Pakistan’s army said it launched a wave of short -range missiles in India early Saturday, as India targeted the air bases deep within Pakistan and military conflict between the two armed nuclear neighbors escalated closer to a full -scale war.
Pakistan said he had launched the “Bunyan-Un-Marsoos” operation called after a Quranic word, meaning a “lead wall”-a response to missile attacks and drone from May 7.
Pakistan’s army said it targeted a preservation place for the Brahmo supersonic rocket of Beas in the Indian state of Punjab, the field of air in the Indian subfire of Jammu and Kashmir and a plane at Patkot, also in Punjab.
In a night statement before Pakistan’s attacks, her army said India had begun six ballistic missiles to the three Pakistani air bases, including Nur Khan near the city of Rawalpindi, who accommodates the Army’s general headquarters. She said only a few rockets made her pass the Pakistan’s air defense, and they did not hit the “air assets”.
Late on Friday, the Indian army said Pakistan had targeted 26 places from barramul in the northern northern Kashmir in Bhuj in Gujarat, near the southern border between the two countries.
“These included suspected armed drones that pose possible threats to civil and military objectives,” she said. An Indian district official in the border town of Rajuri in Jammu administered by Indians and Kashmir was killed in shelling by Pakistan, said region Prime Minister Omar Abdullah.
Prime Minister Shehbaz Sharif has called a meeting of the National Authority of the Pakistan command, which is responsible for the command and control of his nuclear arsenal, the army said on Saturday. The Airport Authority in Pakistan said the country’s airspace will close until noon.
On Wednesday, India said he had carried out “precise strikes” on what they said were terrorist camps in Pakistan and part of the controversial Kashmir region administered by Pakistan. Both countries claim Kashmir.
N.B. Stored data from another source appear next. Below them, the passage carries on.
//! Minimal YouTube Music client: OAuth credential handling and listening
//! history retrieval through the innertube API used by the web player.

use serde::{Deserialize, Serialize};

pub mod history;
pub mod oauth;

pub use history::{parse_history, YtMusic};
pub use oauth::{OAuthClient, StoredToken};

#[derive(Debug, thiserror::Error)]
pub enum Error {
    #[error(transparent)]
    Http(#[from] reqwest::Error),
    #[error(transparent)]
    Serde(#[from] serde_json::Error),
    #[error(transparent)]
    Io(#[from] std::io::Error),
    /// The access token was rejected
    #[error("Unauthorized")]
    Unauthorized,
    #[error("Request failed (error {0}): {1}")]
    HttpRequestFailed(u16, String),
    /// The OAuth server answered with an error code other than `invalid_grant`
    #[error("OAuth error: {0}")]
    OAuth(String),
    /// The refresh token was revoked or expired
    #[error("OAuth grant is invalid or expired: {0}")]
    InvalidGrant(String),
    #[error("No stored credentials at {0}")]
    MissingCredentials(String),
    #[error("Access token expired and no OAuth client is configured to refresh it")]
    TokenExpired,
    #[error("Device code expired before authorization completed")]
    DeviceCodeExpired,
    /// History shelf replaced by a notice, e.g. when watch history is paused
    #[error("History unavailable: {0}")]
    HistoryUnavailable(String),
    #[error("Unexpected response shape: {0}")]
    Parse(String),
}

impl Error {
    /// Whether retrying with fresh credentials could fix this failure.
    pub fn is_auth(&self) -> bool {
        matches!(
            self,
            Error::Unauthorized
                | Error::InvalidGrant(_)
                | Error::MissingCredentials(_)
                | Error::TokenExpired
        )
    }
}

pub type Result<T> = std::result::Result<T, Error>;

#[derive(Debug, Clone, Default, PartialEq, Eq, Serialize, Deserialize)]
pub struct ArtistRef {
    pub id: Option<String>,
    pub name: Option<String>,
}

#[derive(Debug, Clone, Default, PartialEq, Eq, Serialize, Deserialize)]
pub struct AlbumRef {
    pub id: Option<String>,
    pub name: Option<String>,
}

#[derive(Debug, Clone, PartialEq, Eq, Serialize, Deserialize)]
pub struct Thumbnail {
    pub url: String,
    #[serde(default)]
    pub width: u32,
    #[serde(default)]
    pub height: u32,
}

/// One play from the listening history. Histories are ordered most recent
/// first, so an event's index is its recency rank.
#[derive(Debug, Clone, Default, PartialEq, Eq, Serialize, Deserialize)]
pub struct PlayEvent {
    pub video_id: Option<String>,
    pub title: Option<String>,
    #[serde(default)]
    pub artists: Vec<ArtistRef>,
    pub album: Option<AlbumRef>,
    #[serde(default)]
    pub thumbnails: Vec<Thumbnail>,
    /// Shelf label the play was listed under ("Today", "Yesterday", ...)
    pub played: Option<String>,
    pub duration: Option<String>,
}
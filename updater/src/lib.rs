use chrono::Utc;
use serde::{Deserialize, Serialize};
use tracing_subscriber::EnvFilter;
use ytmusic::YtMusic;

use crate::updater::SnapshotWriter;

pub mod config;
pub mod db;
pub mod error;
pub mod format;
pub mod models;
pub mod ranking;
pub mod rest;
pub mod updater;

pub use config::{Config, StoreConfig};
pub use error::UpdateError;
pub use updater::{RankingTier, UpdateRequest, UpdateSummary};

#[derive(Debug, Serialize, Deserialize, Clone, PartialEq, Eq)]
#[serde(rename_all = "camelCase")]
pub struct TopTrack {
    pub id: String,
    pub name: String,
    pub artist_names: Vec<String>,
    pub album_name: String,
    pub image_url: Option<String>,
    pub play_count: u32,
    pub uri: String,
}

#[derive(Debug, Serialize, Deserialize, Clone, PartialEq, Eq)]
#[serde(rename_all = "camelCase")]
pub struct TopArtist {
    pub id: String,
    pub name: String,
    pub genres: Vec<String>,
    pub image_url: Option<String>,
    pub popularity: u32, // occurrence count in the fetched history
}

/// Stored alongside each snapshot as `raw_data`.
#[derive(Debug, Serialize, Deserialize, Clone, Copy, PartialEq, Eq, Default)]
pub struct Diagnostics {
    pub history_fetched_count: usize,
    pub calculated_artists_count: usize,
    pub calculated_tracks_count: usize,
}

const DEFAULT_LOG_FILTER: &str = "ytm_updater=info,ytm_setup=info,ytm_inspect=info,ytmusic=info";

pub fn init_tracing() {
    tracing_subscriber::fmt()
        .with_env_filter(
            EnvFilter::try_from_default_env().unwrap_or_else(|_| EnvFilter::new(DEFAULT_LOG_FILTER)),
        )
        .init();
}

/// One full update for `user_id`: resolve credentials, fetch, rank, write.
pub async fn run(
    config: &Config,
    user_id: &str,
    tier: RankingTier,
) -> Result<UpdateSummary, UpdateError> {
    tracing::info!(
        "starting youtube music update for user {} ({:?} tier, top {})",
        user_id,
        tier,
        tier.limit()
    );

    // Neither writer connects before its first write.
    let writer: Box<dyn SnapshotWriter + Send + Sync> = match &config.store {
        StoreConfig::Postgres { database_url } => Box::new(
            db::PgSnapshotWriter::connect_lazy(database_url)
                .map_err(|e| UpdateError::Configuration(format!("{:#}", e)))?,
        ),
        StoreConfig::Rest { url, service_key } => {
            Box::new(rest::RestSnapshotWriter::new(url, service_key))
        }
    };

    if !ytmusic::oauth::credentials_exist(&config.oauth_file) {
        tracing::error!(
            "credential file {} not found",
            config.oauth_file.display()
        );
        return Err(UpdateError::Authentication(
            ytmusic::Error::MissingCredentials(config.oauth_file.display().to_string()),
        ));
    }

    tracing::info!(
        "initializing client with credentials from {}",
        config.oauth_file.display()
    );
    let client = YtMusic::from_token_file(&config.oauth_file, config.oauth_client.as_ref())
        .await
        .map_err(|e| {
            tracing::error!("failed to initialize client: {}", e);
            UpdateError::Authentication(e)
        })?;
    tracing::info!("client initialized");

    let request = UpdateRequest {
        user_id,
        tier,
        history_limit: config.history_limit,
    };

    updater::update_snapshot(&client, writer.as_ref(), &request, Utc::now()).await
}
use async_trait::async_trait;
use chrono::{DateTime, NaiveDate, Utc};
use ytmusic::{PlayEvent, YtMusic};

use crate::format::{format_artist, format_track};
use crate::models::SnapshotRow;
use crate::ranking::{rank_artists, rank_tracks};
use crate::UpdateError;

/// Supplies listening history, most recent first.
#[async_trait]
pub trait HistorySource {
    async fn fetch_history(&self, limit: usize) -> anyhow::Result<Vec<PlayEvent>>;
}

#[async_trait]
impl HistorySource for YtMusic {
    async fn fetch_history(&self, limit: usize) -> anyhow::Result<Vec<PlayEvent>> {
        Ok(self.get_history(limit).await?)
    }
}

/// Persists a snapshot, replacing any row with the same key.
#[async_trait]
pub trait SnapshotWriter {
    async fn upsert_snapshot(&self, row: &SnapshotRow) -> anyhow::Result<()>;
}

#[derive(Debug, Clone, Copy, PartialEq, Eq, Default)]
pub enum RankingTier {
    #[default]
    Standard,
    Elevated,
}

impl RankingTier {
    pub fn from_premium(premium: bool) -> Self {
        if premium {
            RankingTier::Elevated
        } else {
            RankingTier::Standard
        }
    }

    /// How many tracks and artists a snapshot keeps.
    pub fn limit(self) -> usize {
        match self {
            RankingTier::Standard => 3,
            RankingTier::Elevated => 5,
        }
    }
}

#[derive(Debug, Clone)]
pub struct UpdateRequest<'a> {
    pub user_id: &'a str,
    pub tier: RankingTier,
    pub history_limit: usize,
}

#[derive(Debug, Clone, PartialEq, Eq)]
pub struct UpdateSummary {
    pub snapshot_date: NaiveDate,
    pub history_fetched_count: usize,
    pub calculated_tracks_count: usize,
    pub calculated_artists_count: usize,
}

/// Ranks and formats `events` into the row for `user_id` at `now`.
pub fn build_snapshot(
    user_id: &str,
    events: &[PlayEvent],
    limit: usize,
    now: DateTime<Utc>,
) -> SnapshotRow {
    let top_tracks = rank_tracks(events, limit)
        .iter()
        .map(format_track)
        .collect();
    let top_artists = rank_artists(events, limit)
        .iter()
        .map(format_artist)
        .collect();

    SnapshotRow::new(user_id, now, top_artists, top_tracks, events.len())
}

/// Fetch, rank, format and upsert. A failed fetch writes nothing; an empty
/// history still writes an empty snapshot.
pub async fn update_snapshot<S, W>(
    source: &S,
    writer: &W,
    request: &UpdateRequest<'_>,
    now: DateTime<Utc>,
) -> Result<UpdateSummary, UpdateError>
where
    S: HistorySource + ?Sized,
    W: SnapshotWriter + ?Sized,
{
    tracing::info!("fetching last {} history items...", request.history_limit);
    let events = source
        .fetch_history(request.history_limit)
        .await
        .map_err(|e| {
            tracing::error!("failed to fetch history for {}: {:#}", request.user_id, e);
            UpdateError::Fetch(e)
        })?;

    if events.is_empty() {
        tracing::warn!("no history items found, writing an empty snapshot");
    } else {
        tracing::info!("fetched {} history items", events.len());
    }

    let limit = request.tier.limit();
    tracing::info!("calculating top {} tracks and artists...", limit);
    let row = build_snapshot(request.user_id, &events, limit, now);
    tracing::info!(
        "top {} tracks and {} artists calculated",
        row.top_tracks.len(),
        row.top_artists.len()
    );

    tracing::info!(
        "upserting snapshot for {} on {}...",
        row.user_id,
        row.snapshot_date
    );
    writer.upsert_snapshot(&row).await.map_err(|e| {
        tracing::error!("failed to write snapshot for {}: {:#}", row.user_id, e);
        UpdateError::Write(e)
    })?;

    Ok(UpdateSummary {
        snapshot_date: row.snapshot_date,
        history_fetched_count: row.raw_data.history_fetched_count,
        calculated_tracks_count: row.raw_data.calculated_tracks_count,
        calculated_artists_count: row.raw_data.calculated_artists_count,
    })
}
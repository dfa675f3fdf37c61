#![forbid(unsafe_code)]

//! Repeated groups, in display order.

use super::group::GroupState;
use super::value::ValueTree;

#[derive(Debug, Default)]
pub struct ListState {
    items: Vec<GroupState>,
}

impl ListState {
    #[must_use]
    pub fn new() -> Self {
        Self::default()
    }

    #[must_use]
    pub fn from_groups(items: Vec<GroupState>) -> Self {
        Self { items }
    }

    /// Append a group and return its index.
    pub fn push(&mut self, group: GroupState) -> usize {
        self.items.push(group);
        self.items.len() - 1
    }

    /// Replace every entry, dropping the old ones with their interaction
    /// state.
    pub fn replace(&mut self, items: Vec<GroupState>) {
        self.items = items;
    }

    #[must_use]
    pub fn get(&self, index: usize) -> Option<&GroupState> {
        self.items.get(index)
    }

    pub fn get_mut(&mut self, index: usize) -> Option<&mut GroupState> {
        self.items.get_mut(index)
    }

    #[must_use]
    pub fn len(&self) -> usize {
        self.items.len()
    }

    #[must_use]
    pub fn is_empty(&self) -> bool {
        self.items.is_empty()
    }

    pub fn iter(&self) -> impl Iterator<Item = &GroupState> {
        self.items.iter()
    }

    #[must_use]
    pub fn is_tree_valid(&self) -> bool {
        self.items.iter().all(GroupState::is_tree_valid)
    }

    pub fn revalidate_deep(&mut self) {
        for item in &mut self.items {
            item.revalidate_deep();
        }
    }

    pub fn mark_all_touched(&mut self) {
        for item in &mut self.items {
            item.mark_all_touched();
        }
    }

    #[must_use]
    pub fn snapshot(&self) -> ValueTree {
        ValueTree::List(self.items.iter().map(GroupState::snapshot).collect())
    }
}

#[cfg(test)]
mod tests {
    use super::*;
    use crate::model::FieldState;

    fn address(city: &str) -> GroupState {
        GroupState::new().with_field("city", FieldState::new(city))
    }

    #[test]
    fn push_keeps_insertion_order() {
        let mut list = ListState::new();
        assert_eq!(list.push(address("A")), 0);
        assert_eq!(list.push(address("B")), 1);
        let cities: Vec<String> = list
            .iter()
            .map(|g| g.field("city").unwrap().value().to_string())
            .collect();
        assert_eq!(cities, vec!["A", "B"]);
    }

    #[test]
    fn replace_discards_previous_entries() {
        let mut list = ListState::from_groups(vec![address("A"), address("B")]);
        list.replace(vec![address("C")]);
        assert_eq!(list.len(), 1);
        assert_eq!(
            list.snapshot(),
            ValueTree::list([ValueTree::group([("city", ValueTree::value("C"))])])
        );
    }
}
#![forbid(unsafe_code)]

//! The form tree: fields, groups, lists, values, and paths.

mod field;
mod group;
mod list;
mod node;
mod path;
mod value;

pub use field::FieldState;
pub use group::GroupState;
pub use list::ListState;
pub use node::{Node, NodeMut, NodeRef};
pub use path::{FieldPath, Segment};
pub use value::{FormValue, ValueTree};
#![forbid(unsafe_code)]

//! Reactive validation model for a customer data entry form.
//!
//! # Role
//! `cform-core` holds the form's state as a tree of fields, groups, and
//! lists. Each field carries its value, its validators, and its current
//! error tags. Every mutation revalidates the affected fields and groups
//! before it returns, so readers always see a consistent tree.
//!
//! # Modules
//!
//! | Module | Contents |
//! |--------|----------|
//! | [`validation`] | Error tags, field validators, group validators |
//! | [`model`] | Values, paths, and the field/group/list tree |
//! | [`form`] | [`form::FormModel`]: mutation pipeline and listeners |
//! | [`rules`] | Conditional validators driven by another field |
//! | [`debounce`] | Cancellable quiet-window timer with injected time |
//! | [`messages`] | Tag → message catalog |
//! | [`config`] | [`config::FormConfig`] |
//! | [`customer`] | The customer form itself |
//!
//! The model is single-threaded. Timers take `now` explicitly
//! (`*_at` methods) so tests never sleep.

pub mod config;
pub mod customer;
pub mod debounce;
pub mod error;
pub mod form;
pub mod messages;
pub mod model;
pub mod rules;
pub mod validation;

pub use config::FormConfig;
pub use customer::{CustomerForm, Submission};
pub use error::FormError;
pub use form::FormModel;
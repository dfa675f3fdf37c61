#![forbid(unsafe_code)]

//! Error tags and the ordered tag set carried by fields and groups.

use std::fmt;

use serde::Serialize;

/// Symbolic identifier for one failed constraint.
///
/// The string keys are stable and match the keys a presentation layer uses
/// to look up messages.
#[derive(Debug, Clone, Copy, PartialEq, Eq, Hash, PartialOrd, Ord, Serialize)]
#[serde(rename_all = "lowercase")]
pub enum ErrorTag {
    Required,
    MinLength,
    MaxLength,
    Email,
    Range,
    Match,
}

impl ErrorTag {
    /// All tags, in declaration order.
    pub const ALL: [Self; 6] = [
        Self::Required,
        Self::MinLength,
        Self::MaxLength,
        Self::Email,
        Self::Range,
        Self::Match,
    ];

    /// Stable lookup key.
    #[must_use]
    pub const fn key(self) -> &'static str {
        match self {
            Self::Required => "required",
            Self::MinLength => "minlength",
            Self::MaxLength => "maxlength",
            Self::Email => "email",
            Self::Range => "range",
            Self::Match => "match",
        }
    }

    /// Parse a lookup key back into a tag.
    #[must_use]
    pub fn from_key(key: &str) -> Option<Self> {
        Self::ALL.into_iter().find(|tag| tag.key() == key)
    }
}

impl fmt::Display for ErrorTag {
    fn fmt(&self, f: &mut fmt::Formatter<'_>) -> fmt::Result {
        f.write_str(self.key())
    }
}

/// Ordered set of error tags.
///
/// Iteration follows insertion order, which is the order the validators ran
/// in. Inserting a tag twice keeps the first position.
#[derive(Debug, Clone, Default, PartialEq, Eq, Serialize)]
#[serde(transparent)]
pub struct ErrorSet {
    tags: Vec<ErrorTag>,
}

impl ErrorSet {
    #[must_use]
    pub fn new() -> Self {
        Self::default()
    }

    /// Insert a tag. Returns `false` if it was already present.
    pub fn insert(&mut self, tag: ErrorTag) -> bool {
        if self.tags.contains(&tag) {
            return false;
        }
        self.tags.push(tag);
        true
    }

    #[must_use]
    pub fn contains(&self, tag: ErrorTag) -> bool {
        self.tags.contains(&tag)
    }

    #[must_use]
    pub fn is_empty(&self) -> bool {
        self.tags.is_empty()
    }

    #[must_use]
    pub fn len(&self) -> usize {
        self.tags.len()
    }

    pub fn clear(&mut self) {
        self.tags.clear();
    }

    pub fn iter(&self) -> impl Iterator<Item = ErrorTag> + '_ {
        self.tags.iter().copied()
    }

    #[must_use]
    pub fn as_slice(&self) -> &[ErrorTag] {
        &self.tags
    }
}

impl FromIterator<ErrorTag> for ErrorSet {
    fn from_iter<I: IntoIterator<Item = ErrorTag>>(iter: I) -> Self {
        let mut set = Self::new();
        for tag in iter {
            set.insert(tag);
        }
        set
    }
}

impl<'a> IntoIterator for &'a ErrorSet {
    type Item = ErrorTag;
    type IntoIter = std::iter::Copied<std::slice::Iter<'a, ErrorTag>>;

    fn into_iter(self) -> Self::IntoIter {
        self.tags.iter().copied()
    }
}

impl fmt::Display for ErrorSet {
    fn fmt(&self, f: &mut fmt::Formatter<'_>) -> fmt::Result {
        for (i, tag) in self.tags.iter().enumerate() {
            if i > 0 {
                f.write_str(",")?;
            }
            write!(f, "{tag}")?;
        }
        Ok(())
    }
}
The attack was India’s wider military attack on its neighbor since the 1999 Cargil war, and was in response to the massive shooting of 25 Indians and a Nepal citizen at Pahalgam, a tourist center in Kashmir administered by the Indians, on April 22 blamed the attack on militants supported by Pakistan, which Pakistan denies.
Pakistan accuses India of killing 33 civilians, including seven children, after air strikes and drone began Wednesday, and officials have pledged to “retaliate” lost life.
Relations with the inter-service public, which speaks on behalf of the Pakistan army, said it began the Fatah rocket made in the country, a change of which the country had been marked on a test on Monday noticed by Army Chief Asim Munir. Posters attached to land -based omissions said the missiles were “lovingly from” the seven children that Islamabad claimed to have been killed by India on Wednesday, according to images separated by the ISPR.
India has described her strikes in Pakistan as “measured, non-essential, proportional and responsible”.